How do you recognize the influence of your shadow self on your decision-making process throughout the day?
My room always looks like a tornado went through it because I don’t pick up after myself
I put too much butter on my matzoh
I get cranky when I have to fill my medicine holder
I usually only do cardio at the gym
I buy an energy drink after working out
I sigh like I’m mortally wounded when Mom asks me to do a simple task
My blog is usually all about me (exhibit A)
I write for several hours- not break
I feel depressed before or after dinner
I feel like something is chasing me
When do you feel your shadow self-merging most strongly and how does it affect your interactions with others?
It emerges either around five or around seven (either side of dinner) , It’s a creepy depression feeling and it settles like an iron lung replaced my human one. It makes me dour and concerns my parents who get alarmed by mood swings. Even when I’m so happy in the morning, it isn’t unusual for me to be deeply unsettled later.
In what ways does your shadow self manifest in your thoughts and emotions and how does this impact your daily routine?
Most of the day is usually fine. But on the days my five o’clock shadow hits I get melancholy.

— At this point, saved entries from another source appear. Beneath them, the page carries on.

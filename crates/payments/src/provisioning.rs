//! Tenant provisioning saga
//!
//! Converts a successful payment event into a tenant, subscription,
//! deployment config, and claim-ledger row. The store sits behind a
//! transaction pooler, so the four inserts run as a saga with explicit
//! compensations rather than one transaction. Idempotency under
//! at-least-once webhook delivery rests on the claim table's unique key:
//! a conflict on the final insert means a concurrent delivery already
//! provisioned, and this saga's rows are rolled back in favor of theirs.

use bizos_shared::SubscriptionPlan;
use sqlx::PgPool;
use time::{Duration, OffsetDateTime};
use uuid::Uuid;

use crate::error::{PaymentError, PaymentResult};

/// Suffix probes after the base slug before provisioning gives up
const SLUG_SUFFIX_ATTEMPTS: usize = 10;

/// Free plans must carry a trial end (paid plans never expire by trial)
const FREE_TRIAL_DAYS: i64 = 14;

/// External payment identifier that deduplicates webhook deliveries
#[derive(Debug, Clone, PartialEq, Eq)]
pub enum IdempotencyKey {
    /// Stripe checkout session id (`cs_...`)
    StripeSession(String),
    /// PayPal capture id from a `PAYMENT.CAPTURE.COMPLETED` event
    PaypalCapture(String),
}

impl IdempotencyKey {
    pub fn value(&self) -> &str {
        match self {
            Self::StripeSession(id) | Self::PaypalCapture(id) => id,
        }
    }

    fn claim_table(&self) -> &'static str {
        match self {
            Self::StripeSession(_) => "stripe_checkout_claims",
            Self::PaypalCapture(_) => "paypal_checkout_claims",
        }
    }

    fn key_column(&self) -> &'static str {
        match self {
            Self::StripeSession(_) => "stripe_session_id",
            Self::PaypalCapture(_) => "paypal_capture_id",
        }
    }
}

impl std::fmt::Display for IdempotencyKey {
    fn fmt(&self, f: &mut std::fmt::Formatter<'_>) -> std::fmt::Result {
        match self {
            Self::StripeSession(id) => write!(f, "stripe:{id}"),
            Self::PaypalCapture(id) => write!(f, "paypal:{id}"),
        }
    }
}

/// Orchestrates tenant creation from payment events
#[derive(Clone)]
pub struct ProvisioningService {
    pool: PgPool,
}

impl ProvisioningService {
    pub fn new(pool: PgPool) -> Self {
        Self { pool }
    }

    /// Idempotently provision a tenant for a successful payment.
    ///
    /// Returns the tenant id, whether created by this call or an earlier
    /// delivery of the same event.
    pub async fn provision(
        &self,
        key: &IdempotencyKey,
        customer_email: Option<&str>,
        plan: SubscriptionPlan,
    ) -> PaymentResult<Uuid> {
        if let Some(existing) = self.find_claim(key).await? {
            tracing::info!(
                key = %key,
                tenant_id = %existing,
                "Provisioning request already fulfilled"
            );
            return Ok(existing);
        }

        let slug = self.allocate_slug(key).await?;
        let name = derive_display_name(customer_email);

        let tenant_id = self.insert_tenant(&slug, &name, plan).await?;

        if let Err(e) = self.insert_subscription(tenant_id, plan).await {
            tracing::error!(
                tenant_id = %tenant_id,
                error = %e,
                "Subscription insert failed, rolling back tenant"
            );
            self.compensate_tenant(tenant_id).await;
            return Err(e);
        }

        if let Err(e) = self.insert_deployment_config(tenant_id).await {
            tracing::error!(
                tenant_id = %tenant_id,
                error = %e,
                "Deployment config insert failed, rolling back tenant"
            );
            self.compensate_tenant(tenant_id).await;
            return Err(e);
        }

        let email = customer_email.unwrap_or_default();
        match self.insert_claim(key, tenant_id, email, plan).await? {
            Some(_) => {
                tracing::info!(
                    key = %key,
                    tenant_id = %tenant_id,
                    slug = %slug,
                    plan = %plan,
                    "Provisioned tenant"
                );
                Ok(tenant_id)
            }
            None => {
                // A concurrent delivery inserted the claim first. Their
                // tenant wins; ours is compensated away.
                tracing::warn!(
                    key = %key,
                    tenant_id = %tenant_id,
                    "Lost provisioning race, compensating duplicate tenant"
                );
                self.compensate_tenant(tenant_id).await;
                self.find_claim(key).await?.ok_or_else(|| {
                    PaymentError::Internal(format!(
                        "claim row for {key} vanished after insert conflict"
                    ))
                })
            }
        }
    }

    /// Look up the tenant already provisioned for this key, if any
    pub async fn find_claim(&self, key: &IdempotencyKey) -> PaymentResult<Option<Uuid>> {
        let sql = format!(
            "SELECT tenant_id FROM {} WHERE {} = $1",
            key.claim_table(),
            key.key_column()
        );
        let row: Option<(Uuid,)> = sqlx::query_as(&sql)
            .bind(key.value())
            .fetch_optional(&self.pool)
            .await?;
        Ok(row.map(|(tenant_id,)| tenant_id))
    }

    async fn allocate_slug(&self, key: &IdempotencyKey) -> PaymentResult<String> {
        let base = slug_base(key.value());
        for candidate in slug_candidates(&base) {
            let taken: Option<(Uuid,)> = sqlx::query_as("SELECT id FROM tenants WHERE slug = $1")
                .bind(&candidate)
                .fetch_optional(&self.pool)
                .await?;
            if taken.is_none() {
                return Ok(candidate);
            }
        }
        tracing::error!(base = %base, "Slug space exhausted");
        Err(PaymentError::SlugExhausted(SLUG_SUFFIX_ATTEMPTS))
    }

    async fn insert_tenant(
        &self,
        slug: &str,
        name: &str,
        plan: SubscriptionPlan,
    ) -> PaymentResult<Uuid> {
        let row: (Uuid,) = sqlx::query_as(
            r#"
            INSERT INTO tenants
                (slug, name, business_type, deployment_type, status, subscription_plan, onboarding_status)
            VALUES ($1, $2, 'general', 'hosted', 'active', $3, 'pending')
            RETURNING id
            "#,
        )
        .bind(slug)
        .bind(name)
        .bind(plan.to_string())
        .fetch_one(&self.pool)
        .await?;
        Ok(row.0)
    }

    async fn insert_subscription(
        &self,
        tenant_id: Uuid,
        plan: SubscriptionPlan,
    ) -> PaymentResult<()> {
        let trial_ends_at = if plan.expires_by_trial() {
            Some(OffsetDateTime::now_utc() + Duration::days(FREE_TRIAL_DAYS))
        } else {
            None
        };

        sqlx::query(
            r#"
            INSERT INTO tenant_subscriptions (tenant_id, plan, status, trial_ends_at)
            VALUES ($1, $2, 'active', $3)
            "#,
        )
        .bind(tenant_id)
        .bind(plan.to_string())
        .bind(trial_ends_at)
        .execute(&self.pool)
        .await?;
        Ok(())
    }

    async fn insert_deployment_config(&self, tenant_id: Uuid) -> PaymentResult<()> {
        sqlx::query(
            r#"
            INSERT INTO deployment_configs (tenant_id, deployment_type)
            VALUES ($1, 'hosted')
            "#,
        )
        .bind(tenant_id)
        .execute(&self.pool)
        .await?;
        Ok(())
    }

    /// Insert the claim row. Returns None when the unique key conflicted,
    /// meaning another delivery already holds this idempotency key.
    async fn insert_claim(
        &self,
        key: &IdempotencyKey,
        tenant_id: Uuid,
        customer_email: &str,
        plan: SubscriptionPlan,
    ) -> PaymentResult<Option<Uuid>> {
        let sql = format!(
            r#"
            INSERT INTO {table} ({column}, tenant_id, customer_email, plan_type)
            VALUES ($1, $2, $3, $4)
            ON CONFLICT ({column}) DO NOTHING
            RETURNING id
            "#,
            table = key.claim_table(),
            column = key.key_column(),
        );
        let row: Option<(Uuid,)> = sqlx::query_as(&sql)
            .bind(key.value())
            .bind(tenant_id)
            .bind(customer_email)
            .bind(plan.to_string())
            .fetch_optional(&self.pool)
            .await?;
        Ok(row.map(|(id,)| id))
    }

    /// Best-effort rollback: delete the tenant and let the schema cascade
    /// to subscription and deployment config. A failed rollback is logged,
    /// never propagated over the original error.
    async fn compensate_tenant(&self, tenant_id: Uuid) {
        match sqlx::query("DELETE FROM tenants WHERE id = $1")
            .bind(tenant_id)
            .execute(&self.pool)
            .await
        {
            Ok(_) => {
                tracing::info!(tenant_id = %tenant_id, "Compensated tenant");
            }
            Err(e) => {
                tracing::error!(
                    tenant_id = %tenant_id,
                    error = %e,
                    "Tenant compensation failed, row left behind"
                );
            }
        }
    }
}

/// Deterministic slug base: `biz-` plus the sanitized key prefix
fn slug_base(key: &str) -> String {
    let sanitized: String = key
        .chars()
        .filter(|c| c.is_ascii_alphanumeric())
        .map(|c| c.to_ascii_lowercase())
        .take(8)
        .collect();
    format!("biz-{sanitized}")
}

/// The base slug, then `-0` through `-9`
fn slug_candidates(base: &str) -> impl Iterator<Item = String> + '_ {
    std::iter::once(base.to_string())
        .chain((0..SLUG_SUFFIX_ATTEMPTS).map(move |i| format!("{base}-{i}")))
}

/// Business display name from the payer's email local-part
fn derive_display_name(email: Option<&str>) -> String {
    match email
        .map(str::trim)
        .filter(|e| !e.is_empty())
        .and_then(|e| e.split('@').next())
        .filter(|local| !local.is_empty())
    {
        Some(local) => format!("{local}'s Business"),
        None => "New Business".to_string(),
    }
}
//! Host-to-tenant resolution endpoint used by the edge router.

use axum::{
    extract::{Query, State},
    Json,
};
use serde::Deserialize;
use serde_json::{json, Value};

use crate::{
    error::{ApiError, ApiResult, AppJson},
    routing::HostResolveError,
    state::AppState,
};

#[derive(Debug, Deserialize)]
#[serde(deny_unknown_fields)]
pub struct HostQuery {
    pub host: String,
}

/// GET /api/v1/get-tenant-by-domain?host=...
pub async fn get_tenant_by_domain(
    State(state): State<AppState>,
    Query(query): Query<HostQuery>,
) -> ApiResult<Json<Value>> {
    resolve(&state, &query.host).await
}

/// POST /api/v1/get-tenant-by-domain with `{"host": "..."}`
pub async fn get_tenant_by_domain_post(
    State(state): State<AppState>,
    AppJson(query): AppJson<HostQuery>,
) -> ApiResult<Json<Value>> {
    resolve(&state, &query.host).await
}

async fn resolve(state: &AppState, host: &str) -> ApiResult<Json<Value>> {
    let host = host.trim();
    if host.is_empty() {
        return Err(ApiError::InputInvalid("host is required".into()));
    }

    match state.host_resolver.resolve(host).await {
        Ok(slug) => Ok(Json(json!({ "slug": slug }))),
        Err(HostResolveError::NotFound(_) | HostResolveError::ReservedSubdomain(_)) => {
            Err(ApiError::NotFound(format!("no tenant for host {host}")))
        }
        Err(HostResolveError::Database(err)) => {
            tracing::error!(error = %err, %host, "tenant resolution query failed");
            Err(ApiError::InternalFailure)
        }
    }
}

I worry Justin will leave of “something bad will happen” I don’t have the focus to read at night. Sometimes I shower. Sometimes I go to bed early but I feel like that is giving up. It’s always the things my shadow self makes me think.
How do you observe your shadow self influencing your relationships and communication with others?
It takes a toll on Mom and Dad. No one wants to hear “I feel funny” every night and I do feel funny. Not exactly sad but also guilty and unsafe which I sometimes think could be PTSD from my high school days. Will I ever be normal? I wonder. Justin still loves me. Justin is amazing. I woudln’t be here without him. It takes a toll on him too.